In China, wo dicht besiedelte Regionen an empfindliche Ökosysteme grenzen, hat eine kürzliche Bewertung gezeigt, dass die gezielte Bewahrung entscheidender Naturräume bemerkenswerte Ergebnisse liefert. Laut dem Ministerium für Ökologie und Umwelt erhielten 8,9 % der 452 nationalen Naturschutzgebiete die Bewertungen „ausgezeichnet“ oder „gut“.
Besonders beeindruckend ist die Erholung der Populationen seltener Arten. Im Naturschutzgebiet am Mount Everest ist die Zahl der Schneeleoparden von 87 auf 106 gestiegen, und ihr Verbreitungsgebiet hat sich um fast 2.000 Quadratkilometer erweitert. In Gansu hat sich die Zahl der Schwarzhalskraniche fast verdreifacht – von 86 auf 238 Vögel.

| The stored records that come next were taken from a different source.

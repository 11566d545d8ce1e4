//! Profile editing screen

use std::sync::Arc;

use super::{session_failure_message, ViewError, ViewResult};
use crate::models::UserProfile;
use crate::session::Session;
use crate::validation::{FieldErrors, ProfileForm};

pub const SAVED: &str = "Saved!";

pub struct ProfileView {
    session: Arc<dyn Session>,
    pub form: ProfileForm,
    pub status: Option<String>,
    pub field_errors: FieldErrors,
}

impl ProfileView {
    /// Open the editor prefilled from the current profile
    pub fn new(session: Arc<dyn Session>) -> Self {
        let form = session
            .profile()
            .map(|p| ProfileForm::from_profile(&p))
            .unwrap_or_default();
        Self {
            session,
            form,
            status: None,
            field_errors: FieldErrors::new(),
        }
    }

    pub async fn submit(&mut self) -> ViewResult<UserProfile> {
        self.status = None;
        let update = self.form.validate().map_err(|errors| {
            self.field_errors = errors.clone();
            ViewError::Validation(errors)
        })?;
        self.field_errors = FieldErrors::new();

        match self.session.update_profile(&update).await {
            Ok(profile) => {
                self.status = Some(SAVED.to_string());
                Ok(profile)
            }
            Err(e) => {
                self.status = Some(session_failure_message(&e, "Update failed"));
                Err(e.into())
            }
        }
    }
}
//! Data Transfer Objects
//!
//! Request bodies sent to the remote API and the response envelopes that
//! are not plain domain types.

use chrono::{NaiveDate, NaiveTime};
use serde::{Deserialize, Serialize};

use crate::models::{clock_time, Credential, DiabetesType, MealContext, MedicationStatus, UserProfile};

// ============================================
// AUTH DTOs
// ============================================

/// Login request
#[derive(Debug, Clone, PartialEq, Serialize)]
pub struct LoginRequest {
    pub email: String,
    pub password: String,
}

/// Signup request
#[derive(Debug, Clone, PartialEq, Serialize)]
pub struct SignupRequest {
    pub name: String,
    pub email: String,
    pub password: String,
    #[serde(skip_serializing_if = "Option::is_none")]
    pub diabetes_type: Option<DiabetesType>,
}

/// Login and signup response
#[derive(Debug, Clone, Deserialize)]
pub struct AuthResponse {
    pub access_token: Credential,
    pub user: UserProfile,
    /// Education tips for the user's diabetes type
    #[serde(default)]
    pub education: Option<Vec<String>>,
}

/// Session check and profile update response: the profile fields with the
/// education tips riding along in the same object
#[derive(Debug, Clone, Deserialize)]
pub struct ProfilePayload {
    #[serde(flatten)]
    pub profile: UserProfile,
    #[serde(default)]
    pub education: Option<Vec<String>>,
}

// ============================================
// PROFILE DTOs
// ============================================

/// Profile update request; `None` fields are sent as `null` and clear the value
#[derive(Debug, Clone, Default, PartialEq, Serialize)]
pub struct ProfileUpdate {
    pub diabetes_type: Option<DiabetesType>,
    pub height_cm: Option<f64>,
    pub weight_kg: Option<f64>,
}

// ============================================
// READING DTOs
// ============================================

/// New glucose reading
#[derive(Debug, Clone, PartialEq, Serialize)]
pub struct ReadingDraft {
    pub value: f64,
    pub date: NaiveDate,
    #[serde(with = "clock_time")]
    pub time: NaiveTime,
    pub context: MealContext,
    #[serde(skip_serializing_if = "Option::is_none")]
    pub notes: Option<String>,
}

/// Partial reading update; only `Some` fields are sent
#[derive(Debug, Clone, Default, PartialEq, Serialize)]
pub struct ReadingPatch {
    #[serde(skip_serializing_if = "Option::is_none")]
    pub value: Option<f64>,
    #[serde(skip_serializing_if = "Option::is_none")]
    pub date: Option<NaiveDate>,
    #[serde(
        skip_serializing_if = "Option::is_none",
        serialize_with = "optional_clock_time::serialize"
    )]
    pub time: Option<NaiveTime>,
    /// `Some(MealContext::Unset)` clears the context
    #[serde(skip_serializing_if = "Option::is_none")]
    pub context: Option<MealContext>,
    #[serde(skip_serializing_if = "Option::is_none")]
    pub notes: Option<String>,
}

mod optional_clock_time {
    use chrono::NaiveTime;
    use serde::Serializer;

    pub fn serialize<S: Serializer>(time: &Option<NaiveTime>, serializer: S) -> Result<S::Ok, S::Error> {
        match time {
            Some(t) => crate::models::clock_time::serialize(t, serializer),
            None => serializer.serialize_none(),
        }
    }
}

// ============================================
// MEDICATION DTOs
// ============================================

/// New medication
#[derive(Debug, Clone, PartialEq, Serialize)]
pub struct MedicationDraft {
    pub name: String,
    pub dose: String,
    #[serde(with = "clock_time")]
    pub time: NaiveTime,
    pub status: MedicationStatus,
}

/// Medication status update
#[derive(Debug, Clone, Copy, PartialEq, Serialize)]
pub struct StatusUpdate {
    pub status: MedicationStatus,
}

// ============================================
// MEAL DTOs
// ============================================

/// New meal
#[derive(Debug, Clone, PartialEq, Serialize)]
pub struct MealDraft {
    pub name: String,
    #[serde(skip_serializing_if = "Option::is_none")]
    pub meal_type: Option<String>,
    #[serde(skip_serializing_if = "Option::is_none")]
    pub description: Option<String>,
}

/// Attach a meal to a reading
#[derive(Debug, Clone, PartialEq, Serialize)]
pub struct MealLinkRequest {
    pub meal_id: i64,
    #[serde(skip_serializing_if = "Option::is_none")]
    pub carbs_amount: Option<f64>,
}

// ============================================
// ERRORS
// ============================================

/// Error body returned by the server on failure
#[derive(Debug, Deserialize)]
pub(crate) struct ErrorBody {
    #[serde(default)]
    pub error: Option<String>,
}
impl App {
    fn open(config: &Config, json: bool) -> anyhow::Result<Self> {
        let path = config.session_file();
        let storage: Arc<dyn ClientStorage> = Arc::new(
            FileStorage::open(&path)
                .with_context(|| format!("Failed to open session file {:?}", path))?,
        );
        let api: Arc<dyn HealthApi> = Arc::new(ApiClient::new(config.api_client_config())?);
        let session = Arc::new(SessionStore::new(Arc::clone(&storage), Arc::clone(&api)));

        tracing::debug!(path = ?path, api = %config.api.base_url, "Client ready");

        Ok(Self {
            storage,
            api,
            session,
            json,
        })
    }

    fn session(&self) -> Arc<dyn Session> {
        self.session.clone()
    }

    async fn login(&self, email: String, password: String) -> anyhow::Result<()> {
        let mut view = LoginView::new(self.session());
        view.form.email = email;
        view.form.password = password;

        let next = view
            .submit()
            .await
            .map_err(|e| failed(e, view.status.as_ref()))?;
        println!("Logged in. Next: {}", next);
        Ok(())
    }

    async fn signup(&self, form: SignupForm) -> anyhow::Result<()> {
        let mut view = SignupView::new(self.session());
        view.form = form;

        let next = view
            .submit()
            .await
            .map_err(|e| failed(e, view.status.as_ref()))?;
        println!("Account created. Next: {}", next);
        Ok(())
    }

    async fn dashboard(&self) -> anyhow::Result<()> {
        let mut view = DashboardView::new(self.session(), Arc::clone(&self.api));
        let bmi = view.load().await.map_err(|e| failed(e, None))?.clone();
        let (name, email) = view
            .profile()
            .map(|p| (p.name, p.email))
            .unwrap_or_default();
        let tips = view.tips();
        let checklist = ChecklistTracker::load(Arc::clone(&self.storage));

        if self.json {
            #[derive(Serialize)]
            struct Dashboard<'a> {
                name: &'a str,
                email: &'a str,
                diabetes_type: &'a str,
                bmi: Option<f64>,
                bmi_category: Option<String>,
                tips: &'a [String],
                checklist_completed: usize,
                checklist_total: usize,
            }
            let (value, category) = match &bmi {
                BmiState::Ready(report) => (Some(report.bmi), Some(report.category.to_string())),
                _ => (None, None),
            };
            return print_json(&Dashboard {
                name: &name,
                email: &email,
                diabetes_type: view.diabetes_type_label(),
                bmi: value,
                bmi_category: category,
                tips: &tips,
                checklist_completed: checklist.completed(),
                checklist_total: checklist.total(),
            });
        }

        println!("Welcome, {}", name);
        println!("  Email:         {}", email);
        println!("  Diabetes type: {}", view.diabetes_type_label());
        match &bmi {
            BmiState::NeedsProfile => {
                println!("  BMI:           set height and weight on your profile")
            }
            BmiState::Ready(report) => {
                println!("  BMI:           {:.1} ({})", report.bmi, report.category)
            }
            BmiState::Failed(message) => println!("  BMI:           {}", message),
        }

        println!();
        println!("Education tips:");
        if tips.is_empty() {
            println!("  {}", NO_TIPS);
        }
        for tip in &tips {
            println!("  - {}", tip);
        }

        println!();
        println!(
            "Checklist: {}/{} completed",
            checklist.completed(),
            checklist.total()
        );

        let links: Vec<&str> = nav_links(self.session.is_authed())
            .iter()
            .map(|l| l.label())
            .collect();
        println!("{}", links.join(" | "));
        Ok(())
    }

    async fn profile(
        &self,
        diabetes_type: Option<String>,
        height: Option<String>,
        weight: Option<String>,
    ) -> anyhow::Result<()> {
        let mut view = ProfileView::new(self.session());
        let editing = diabetes_type.is_some() || height.is_some() || weight.is_some();

        if let Some(t) = diabetes_type {
            view.form.diabetes_type = if t == "none" { String::new() } else { t };
        }
        if let Some(h) = height {
            view.form.height_cm = h;
        }
        if let Some(w) = weight {
            view.form.weight_kg = w;
        }

        if editing {
            view.submit()
                .await
                .map_err(|e| failed(e, view.status.as_ref()))?;
            if let Some(status) = &view.status {
                println!("{}", status);
            }
        }

        let Some(profile) = self.session.profile() else {
            return Ok(());
        };
        if self.json {
            return print_json(&profile);
        }
        println!("Name:          {}", profile.name);
        println!("Email:         {}", profile.email);
        println!("Diabetes type: {}", profile.diabetes_type_label());
        println!(
            "Height:        {}",
            profile.height_cm.map(|h| format!("{} cm", h)).unwrap_or_else(|| "-".into())
        );
        println!(
            "Weight:        {}",
            profile.weight_kg.map(|w| format!("{} kg", w)).unwrap_or_else(|| "-".into())
        );
        Ok(())
    }

    async fn readings(&self, action: ReadingsAction) -> anyhow::Result<()> {
        let mut view = ReadingsView::new(self.session(), Arc::clone(&self.api));

        match action {
            ReadingsAction::List => {
                view.load().await.map_err(|e| failed(e, view.error.as_ref()))?;
                let rows = view.classified();
                if self.json {
                    #[derive(Serialize)]
                    struct Row<'a> {
                        #[serde(flatten)]
                        reading: &'a diabetrack::models::Reading,
                        classification: diabetrack::Classification,
                    }
                    let rows: Vec<Row> = rows
                        .into_iter()
                        .map(|(reading, classification)| Row {
                            reading,
                            classification,
                        })
                        .collect();
                    return print_json(&rows);
                }
                if rows.is_empty() {
                    println!("No readings yet. Add one with: diabetrack readings add <value>");
                    return Ok(());
                }
                println!(
                    "{:<6} {:<11} {:<6} {:>7} {:<10} {}",
                    "ID", "Date", "Time", "mg/dL", "Context", "Status"
                );
                println!("{}", "-".repeat(52));
                for (r, c) in rows {
                    println!(
                        "{:<6} {:<11} {:<6} {:>7.0} {:<10} {}",
                        r.id,
                        r.date,
                        r.time.format("%H:%M"),
                        r.value,
                        r.context.label(),
                        c.status
                    );
                }
            }
            ReadingsAction::Add {
                value,
                date,
                time,
                context,
                notes,
            } => {
                let now = Local::now();
                let form = ReadingForm {
                    value,
                    date: date.unwrap_or_else(|| now.format("%Y-%m-%d").to_string()),
                    time: time.unwrap_or_else(|| now.format("%H:%M").to_string()),
                    context,
                    notes,
                };
                let reading = view
                    .create(&form)
                    .await
                    .map_err(|e| failed(e, view.status.as_ref()))?;
                if self.json {
                    return print_json(&reading);
                }
                let c = classify(reading.value, reading.context);
                println!(
                    "Reading {} saved: {} mg/dL ({}, {})",
                    reading.id, reading.value, c.status, c.color
                );
            }
            ReadingsAction::Show { id } => {
                let reading = view
                    .show(id)
                    .await
                    .map_err(|e| failed(e, view.error.as_ref()))?;
                if self.json {
                    return print_json(&reading);
                }
                let c = classify(reading.value, reading.context);
                println!("Reading {}", reading.id);
                println!("  Value:   {} mg/dL", reading.value);
                println!("  When:    {} {}", reading.date, reading.time.format("%H:%M"));
                println!("  Context: {}", reading.context.label());
                println!("  Status:  {} ({})", c.status, c.color);
                if let Some(notes) = &reading.notes {
                    println!("  Notes:   {}", notes);
                }
                if let Some(evaluation) = &reading.evaluation {
                    println!("  Server evaluation: {}", evaluation.status);
                    for suggestion in &evaluation.suggestions {
                        println!("    - {}", suggestion);
                    }
                }
            }
            ReadingsAction::Delete { id, yes } => {
                if !yes {
                    println!("Delete reading {}? Re-run with --yes to confirm.", id);
                    return Ok(());
                }
                view.delete(id, true)
                    .await
                    .map_err(|e| failed(e, view.status.as_ref()))?;
                println!("Reading {} deleted", id);
            }
        }
        Ok(())
    }

    async fn medications(&self, action: MedsAction) -> anyhow::Result<()> {
        let mut view = MedicationsView::new(self.session(), Arc::clone(&self.api));

        match action {
            MedsAction::List => {
                view.load().await.map_err(|e| failed(e, view.error.as_ref()))?;
                if self.json {
                    return print_json(view.medications());
                }
                if view.medications().is_empty() {
                    println!("No medications yet.");
                    return Ok(());
                }
                println!("{:<6} {:<20} {:<10} {:<6} {}", "ID", "Name", "Dose", "Time", "Status");
                println!("{}", "-".repeat(54));
                for m in view.medications() {
                    println!(
                        "{:<6} {:<20} {:<10} {:<6} {}",
                        m.id,
                        m.name,
                        m.dose,
                        m.time.format("%H:%M"),
                        m.status
                    );
                }
            }
            MedsAction::Add {
                name,
                dose,
                time,
                status,
            } => {
                let form = MedicationForm {
                    name,
                    dose,
                    time,
                    status,
                };
                let medication = view
                    .create(&form)
                    .await
                    .map_err(|e| failed(e, view.status.as_ref()))?;
                if self.json {
                    return print_json(&medication);
                }
                println!("Medication {} added: {}", medication.id, medication.name);
            }
            MedsAction::Mark { id, status } => {
                let medication = view
                    .update_status(id, status)
                    .await
                    .map_err(|e| failed(e, view.status.as_ref()))?;
                if self.json {
                    return print_json(&medication);
                }
                println!("{} marked {}", medication.name, medication.status);
            }
        }
        Ok(())
    }

    async fn meals(&self, action: MealsAction) -> anyhow::Result<()> {
        let mut view = MealsView::new(self.session(), Arc::clone(&self.api));

        match action {
            MealsAction::List => {
                view.load().await.map_err(|e| failed(e, view.error.as_ref()))?;
                if self.json {
                    return print_json(view.meals());
                }
                if view.meals().is_empty() {
                    println!("No meals yet.");
                    return Ok(());
                }
                println!("{:<6} {:<24} {:<10} {}", "ID", "Name", "Type", "Description");
                println!("{}", "-".repeat(60));
                for meal in view.meals() {
                    println!(
                        "{:<6} {:<24} {:<10} {}",
                        meal.id,
                        meal.name,
                        meal.meal_type.as_deref().unwrap_or("-"),
                        meal.description.as_deref().unwrap_or("")
                    );
                }
            }
            MealsAction::Add {
                name,
                meal_type,
                description,
            } => {
                let form = MealForm {
                    name,
                    meal_type,
                    description,
                };
                let meal = view
                    .create(&form)
                    .await
                    .map_err(|e| failed(e, view.status.as_ref()))?;
                if self.json {
                    return print_json(&meal);
                }
                println!("Meal {} added: {}", meal.id, meal.name);
            }
            MealsAction::Link {
                reading_id,
                meal_id,
                carbs,
            } => {
                let link = view
                    .link(reading_id, meal_id, carbs)
                    .await
                    .map_err(|e| failed(e, view.status.as_ref()))?;
                if self.json {
                    return print_json(&link);
                }
                println!("Meal {} linked to reading {}", link.meal_id, link.reading_id);
            }
            MealsAction::Unlink {
                reading_id,
                meal_id,
            } => {
                view.unlink(reading_id, meal_id)
                    .await
                    .map_err(|e| failed(e, view.status.as_ref()))?;
                println!("Meal {} unlinked from reading {}", meal_id, reading_id);
            }
        }
        Ok(())
    }

    fn checklist(&self, action: ChecklistAction) -> anyhow::Result<()> {
        let mut checklist = ChecklistTracker::load(Arc::clone(&self.storage));

        match action {
            ChecklistAction::Show => {}
            ChecklistAction::Toggle { id } => {
                if !checklist.toggle(&id)? {
                    return Err(anyhow!("Unknown checklist task: {}", id));
                }
            }
            ChecklistAction::Reset => checklist.reset()?,
        }

        if self.json {
            return print_json(checklist.tasks());
        }
        for task in checklist.tasks() {
            println!(
                "[{}] {:<11} {}{}",
                if task.done { "x" } else { " " },
                task.id,
                task.label,
                if task.required { " (required)" } else { "" }
            );
        }
        println!("{}/{} completed", checklist.completed(), checklist.total());
        Ok(())
    }
}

Auch die Qualität der Ökosysteme verbessert sich. In 97,3 % der Naturschutzgebiete ist das Wasser in Flüssen und Seen sauber geblieben, und in 85 % nimmt die Biomasse an Land zu. Hunderte von Hektar Mangrovenwälder wurden in Fujian wiederhergestellt und fast 30.000 Hektar Feuchtgebiete in Jiangsu.
Ebenso wichtig ist, dass in diesen Gebieten weiterhin neue Arten entdeckt werden. Allein in einem Naturschutzgebiet in Yunnan haben Wissenschaftler 33 bisher unbekannte Organismen beschrieben. Die Gesamtzahl der Arten ist in 89,4 % der Schutzgebiete gestiegen.
Die Umweltsicherheit der Regionen wird gestärkt. Im Qinghai-Tibet-Plateau und im Raum Peking-Tianjin erhielten alle Naturschutzgebiete die höchsten Bewertungen. Im Jangtsekiang-Becken und im Nordosten des Landes sind die Werte ebenfalls nahe an ideal.
Parallel dazu werden die „roten Linien“ des Umweltschutzes bewertet: Innerhalb dieser Linien hat sich die Umweltqualität in den letzten Jahren leicht verbessert, während die Fläche stabil geblieben ist. Regelmäßige Überwachung und strenge Regeln helfen, das Gleichgewicht zwischen Entwicklung und Naturschutz zu wahren.
Wenn der Schutz systematisch und auf der Grundlage genauer Daten erfolgt, antwortet die Natur mit Wachstum und neuen Entdeckungen – es bleibt nur, diese Arbeit überall fortzusetzen.